Eran Hadas (ערן הדס) is an Israeli poet, software developer, new media artist, the author of seven books, and one of the two co-founders of Gnat Micropress. Hadas also creates hypermedia poetry and develops software based poetry generators. Among his collaborative projects is a headset that generates poems from EEG brain waves, and a documentarian robot that interviews people about what it means to be human.

His literacy career started under the female pseudonym of Tzeela Katz who made an impact on Israeli poetry. Hadas stopped using the pseudonym "Tzeela Katz" when she was invited by Israel's national theatre to curate a poetry event series. Her second book, "Era?" got Hadas into the Ten Most Prominent Israeli Poets 2001-2010 Anthology in Haaretz. His fifth book, "The Space Bar", was selected in 2013 as poetry book of the year in Time Out Tel Aviv as well as in Yekum magazine. In 2014, Hadas took part as a poet-performer in "The Lost Paradise" show, which won best show at Acre Theatre Festival. His sixth book, “Code”, which is a software based re-write of the Torah in Haiku Verse, got the Tel Aviv Foundation For The Arts Grant for adaptation of a book, and was composed by Dganit Elyakim as a nine-hour concert which debuted in Hateiva, Jaffa, in 2015.
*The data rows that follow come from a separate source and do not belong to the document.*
impl IntakeSurface {
    pub fn new(config: IntakeConfig) -> Self {
        Self {
            config,
            files: Vec::new(),
            error: None,
            listener: None,
        }
    }

    /// Register the callback invoked with the full list after each change.
    pub fn with_listener(mut self, listener: impl FnMut(&[AcceptedFile]) + 'static) -> Self {
        self.listener = Some(Box::new(listener));
        self
    }

    pub fn config(&self) -> &IntakeConfig {
        &self.config
    }

    pub fn files(&self) -> &[AcceptedFile] {
        &self.files
    }

    pub fn len(&self) -> usize {
        self.files.len()
    }

    pub fn is_empty(&self) -> bool {
        self.files.is_empty()
    }

    /// Error left by the last rejected batch, cleared on the next submit.
    pub fn error(&self) -> Option<&IntakeError> {
        self.error.as_ref()
    }

    /// Validate `incoming` and append it on success.
    pub fn submit(&mut self, incoming: Vec<AcceptedFile>) -> IntakeResult<&[AcceptedFile]> {
        self.error = None;

        if let Err(err) = self.check(&incoming) {
            log::debug!("intake rejected batch of {}: {}", incoming.len(), err);
            self.error = Some(err.clone());
            return Err(err);
        }

        log::debug!(
            "intake accepted {} file(s), {} held",
            incoming.len(),
            self.files.len() + incoming.len()
        );
        self.files.extend(incoming);
        self.notify();
        Ok(&self.files)
    }

    /// Remove the file at `index`. Out of range is a no-op.
    pub fn remove(&mut self, index: usize) -> Option<AcceptedFile> {
        if index >= self.files.len() {
            return None;
        }
        let removed = self.files.remove(index);
        self.notify();
        Some(removed)
    }

    /// Swap the file at `index` with the one above it.
    pub fn move_up(&mut self, index: usize) -> bool {
        if index == 0 || index >= self.files.len() {
            return false;
        }
        self.files.swap(index - 1, index);
        self.notify();
        true
    }

    /// Swap the file at `index` with the one below it.
    pub fn move_down(&mut self, index: usize) -> bool {
        if index + 1 >= self.files.len() {
            return false;
        }
        self.files.swap(index, index + 1);
        self.notify();
        true
    }

    /// Move the file at `from` to position `to`, shifting the others.
    pub fn reorder(&mut self, from: usize, to: usize) -> bool {
        let len = self.files.len();
        if from == to || from >= len || to >= len {
            return false;
        }
        let file = self.files.remove(from);
        self.files.insert(to, file);
        self.notify();
        true
    }

    /// Drop every accepted file and the pending error.
    pub fn clear(&mut self) {
        self.files.clear();
        self.error = None;
        self.notify();
    }

    /// Switch to new limits; the list no longer applies and is cleared.
    pub fn reconfigure(&mut self, config: IntakeConfig) {
        self.config = config;
        self.clear();
    }

    fn check(&self, incoming: &[AcceptedFile]) -> IntakeResult<()> {
        if self.files.len() + incoming.len() > self.config.max_files {
            return Err(IntakeError::TooManyFiles {
                max: self.config.max_files,
            });
        }

        if let Some(file) = incoming.iter().find(|f| f.size > self.config.max_size) {
            return Err(IntakeError::FileTooLarge {
                name: file.name.clone(),
                max_bytes: self.config.max_size,
            });
        }

        if let Some(file) = incoming.iter().find(|f| !self.config.accept.matches(f)) {
            return Err(IntakeError::InvalidFileType {
                name: file.name.clone(),
                expected: self.config.accept.rejection_hint(),
            });
        }

        Ok(())
    }

    fn notify(&mut self) {
        if let Some(listener) = self.listener.as_mut() {
            listener(&self.files);
        }
    }
}
//! Download button for a finished tool run.
//!
//! Idle → Downloading (1.5 s) → Downloaded (3 s) → Idle.

use gloo_timers::future::TimeoutFuture;
use leptos::*;
use pdftools::{DownloadArtifact, DownloadSpec};

use crate::config::{DOWNLOADED_RESET_MS, DOWNLOAD_DELAY_MS};
use crate::services::trigger_download;
use crate::types::DownloadState;

#[component]
pub fn DownloadButton(spec: DownloadSpec) -> impl IntoView {
    let state = create_rw_signal(DownloadState::Idle);
    let artifact = store_value(DownloadArtifact::from_spec(&spec));

    let on_click = move |_| {
        if state.get_untracked().is_busy() {
            return;
        }
        state.set(DownloadState::Downloading);

        spawn_local(async move {
            TimeoutFuture::new(DOWNLOAD_DELAY_MS).await;
            let Some(result) = artifact.try_with_value(trigger_download) else {
                return;
            };
            if let Err(e) = result {
                log::error!("❌ {}", e);
                let _ = state.try_set(DownloadState::Idle);
                return;
            }
            if state.try_set(DownloadState::Downloaded).is_some() {
                return;
            }

            TimeoutFuture::new(DOWNLOADED_RESET_MS).await;
            let _ = state.try_set(DownloadState::Idle);
        });
    };

    view! {
        <button
            class=move || state.get().css_class()
            disabled=move || state.get().is_busy()
            on:click=on_click
        >
            {move || state.get().label()}
        </button>
    }
}
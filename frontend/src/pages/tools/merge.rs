use leptos::*;
use pdftools::config::MERGE_MIN_FILES;
use pdftools::tools::MergeRequest;
use pdftools::{ToolKind, ToolRequest};

use crate::components::{ArrangeList, Dropzone, ProcessPanel, ToolLayout};
use crate::pages::tools::page_intake;
use crate::services::ProcessRunner;

const TOOL: ToolKind = ToolKind::Merge;

#[component]
pub fn MergePage() -> impl IntoView {
    let runner = ProcessRunner::new();
    let intake = page_intake(TOOL, runner);

    let ready = move || intake.files.with(|files| files.len() >= MERGE_MIN_FILES);
    let on_process = move |_| {
        let request = MergeRequest::new(intake.files.get_untracked());
        runner.run(ToolRequest::Merge(request));
    };

    view! {
        <ToolLayout tool=TOOL>
            <Dropzone intake=intake/>
            <Show
                when=ready
                fallback=|| view! {
                    <p class="hint">"Please upload at least 2 PDF files to merge them."</p>
                }
            >
                <ArrangeList intake=intake/>
                <ProcessPanel tool=TOOL runner=runner on_process=on_process/>
            </Show>
        </ToolLayout>
    }
}
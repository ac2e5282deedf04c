//! Cosmetic upload progress.
//!
//! Purely visual: the bar restarts after every accepted batch, advances by
//! [`PROGRESS_STEP`] on each timer tick and is forced to 100% once
//! [`PROGRESS_SETTLE_MS`](crate::config::PROGRESS_SETTLE_MS) have elapsed.
//! Nothing waits on it. The caller owns the timers.

use crate::config::PROGRESS_STEP;

/// Percentage shown by the dropzone progress bar.
#[derive(Debug, Clone, Copy, PartialEq, Eq, Default)]
pub struct UploadProgress {
    value: u8,
    running: bool,
}

impl UploadProgress {
    /// Start a new run at 0%.
    pub fn restart(&mut self) {
        self.value = 0;
        self.running = true;
    }

    /// Advance one tick. Returns `false` once the run is over, so the caller
    /// can cancel its interval.
    pub fn tick(&mut self) -> bool {
        if !self.running {
            return false;
        }
        self.value = self.value.saturating_add(PROGRESS_STEP).min(100);
        if self.value >= 100 {
            self.running = false;
        }
        self.running
    }

    /// Jump to 100% and stop.
    pub fn finish(&mut self) {
        self.value = 100;
        self.running = false;
    }

    pub fn value(&self) -> u8 {
        self.value
    }

    pub fn is_running(&self) -> bool {
        self.running
    }

    /// The bar is only drawn strictly between 0% and 100%.
    pub fn is_visible(&self) -> bool {
        self.value > 0 && self.value < 100
    }
}

#[cfg(test)]
mod tests {
    use super::*;

    #[test]
    fn test_ticks_to_completion() {
        let mut progress = UploadProgress::default();
        progress.restart();
        assert!(!progress.is_visible());

        let mut ticks = 0;
        while progress.tick() {
            ticks += 1;
            assert!(progress.is_visible());
        }
        assert_eq!(ticks, 9);
        assert_eq!(progress.value(), 100);
        assert!(!progress.is_visible());
        assert!(!progress.tick());
    }

    #[test]
    fn test_restart_resets() {
        let mut progress = UploadProgress::default();
        progress.restart();
        progress.tick();
        progress.tick();
        assert_eq!(progress.value(), 20);
        progress.restart();
        assert_eq!(progress.value(), 0);
        assert!(progress.is_running());
    }

    #[test]
    fn test_finish() {
        let mut progress = UploadProgress::default();
        progress.restart();
        progress.tick();
        progress.finish();
        assert_eq!(progress.value(), 100);
        assert!(!progress.is_running());
    }

    #[test]
    fn test_idle_tick_does_nothing() {
        let mut progress = UploadProgress::default();
        assert!(!progress.tick());
        assert_eq!(progress.value(), 0);
    }
}
//! Protect: set a password and permissions on one PDF.

use serde::{Deserialize, Serialize};

use super::{require_file, ToolKind, ToolOutcome};
use crate::config::MIN_PASSWORD_LEN;
use crate::download::DownloadSpec;
use crate::error::{ToolError, ToolResult};
use crate::models::AcceptedFile;

/// What a reader may do without the password.
#[derive(Debug, Clone, Copy, PartialEq, Eq, Serialize, Deserialize)]
#[serde(rename_all = "camelCase")]
pub struct Permissions {
    pub printing: bool,
    pub copying: bool,
    pub editing: bool,
    pub commenting: bool,
    pub form_filling: bool,
}

impl Default for Permissions {
    fn default() -> Self {
        Self {
            printing: true,
            copying: true,
            editing: false,
            commenting: true,
            form_filling: true,
        }
    }
}

/// One permission checkbox.
#[derive(Debug, Clone, Copy, PartialEq, Eq)]
pub enum Permission {
    Printing,
    Copying,
    Editing,
    Commenting,
    FormFilling,
}

impl Permission {
    pub const ALL: [Permission; 5] = [
        Permission::Printing,
        Permission::Copying,
        Permission::Editing,
        Permission::Commenting,
        Permission::FormFilling,
    ];

    /// Checkbox id.
    pub fn id(&self) -> &'static str {
        match self {
            Permission::Printing => "printing",
            Permission::Copying => "copying",
            Permission::Editing => "editing",
            Permission::Commenting => "commenting",
            Permission::FormFilling => "form-filling",
        }
    }

    pub fn label(&self) -> &'static str {
        match self {
            Permission::Printing => "Allow printing",
            Permission::Copying => "Allow copying of content",
            Permission::Editing => "Allow editing of content",
            Permission::Commenting => "Allow commenting",
            Permission::FormFilling => "Allow form filling",
        }
    }
}

impl Permissions {
    pub fn get(&self, permission: Permission) -> bool {
        match permission {
            Permission::Printing => self.printing,
            Permission::Copying => self.copying,
            Permission::Editing => self.editing,
            Permission::Commenting => self.commenting,
            Permission::FormFilling => self.form_filling,
        }
    }

    pub fn set(&mut self, permission: Permission, allowed: bool) {
        let slot = match permission {
            Permission::Printing => &mut self.printing,
            Permission::Copying => &mut self.copying,
            Permission::Editing => &mut self.editing,
            Permission::Commenting => &mut self.commenting,
            Permission::FormFilling => &mut self.form_filling,
        };
        *slot = allowed;
    }
}

#[derive(Debug, Clone, PartialEq, Eq, Default)]
pub struct ProtectRequest {
    pub file: Option<AcceptedFile>,
    pub password: String,
    pub confirm: String,
    pub permissions: Permissions,
}

impl ProtectRequest {
    pub fn password_valid(&self) -> bool {
        self.password.chars().count() >= MIN_PASSWORD_LEN
    }

    pub fn passwords_match(&self) -> bool {
        self.password == self.confirm
    }

    pub fn process(&self) -> ToolResult<ToolOutcome> {
        let file = require_file(self.file.as_ref())?;
        if !self.password_valid() {
            return Err(ToolError::WeakPassword {
                min: MIN_PASSWORD_LEN,
            });
        }
        if !self.passwords_match() {
            return Err(ToolError::PasswordMismatch);
        }

        Ok(ToolOutcome::new(
            ToolKind::Protect,
            DownloadSpec::prefixed("protected", &file.name),
        ))
    }
}

#[cfg(test)]
mod tests {
    use super::*;

    fn request(password: &str, confirm: &str) -> ProtectRequest {
        ProtectRequest {
            file: Some(AcceptedFile::new("tax.pdf", 100, "application/pdf")),
            password: password.into(),
            confirm: confirm.into(),
            ..Default::default()
        }
    }

    #[test]
    fn test_default_permissions() {
        let p = Permissions::default();
        assert!(p.printing && p.copying && p.commenting && p.form_filling);
        assert!(!p.editing);
    }

    #[test]
    fn test_permission_fields_toggle() {
        let mut p = Permissions::default();
        for permission in Permission::ALL {
            let before = p.get(permission);
            p.set(permission, !before);
            assert_eq!(p.get(permission), !before);
        }
        assert!(p.editing);
        assert!(!p.printing);
    }

    #[test]
    fn test_weak_password() {
        let err = request("abc", "abc").process().unwrap_err();
        assert_eq!(err, ToolError::WeakPassword { min: 4 });
        assert_eq!(err.to_string(), "Password must be at least 4 characters");
    }

    #[test]
    fn test_mismatch() {
        let err = request("abcd", "abce").process().unwrap_err();
        assert_eq!(err, ToolError::PasswordMismatch);
    }

    #[test]
    fn test_protected_output() {
        let outcome = request("hunter22", "hunter22").process().unwrap();
        assert_eq!(outcome.download.file_name, "protected-tax.pdf");
    }
}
Hadas’ computational poetry projects have been featured in The Israel Museum, Tel Aviv Museum of art, Bloomfield Science Museum, as well as international festivals such as Text Festival, UK, Paraflows and Ars Electronica, Austria, and AIOP, NY. Hadas is a lecturer at the Midrasha, Greater Tel Aviv and the College of the Literary Arts in Jerusalem. He is the 2016 poet-in-residence at Binyamin Gallery, Tel Aviv, and the 2017 Schusterman Visiting Artist at Caltech. He was interviewed in 2020 for the Shaping Business Minds Through Art podcast.

== Books ==
- "Heavy Meta" (as Tzeela Katz, Self/Mendele 2009)
- "Era?" (as Tzeela Katz, Self/Mendele 2010)
- "People You May Know" (Plonit, 2011)
- "Center" (Online, 2012)
- "The Space Bar" (Maayan, 2013)
- "Code” (Pardes, 2015)
- "Testimony" (Gnat Micropress, 2016)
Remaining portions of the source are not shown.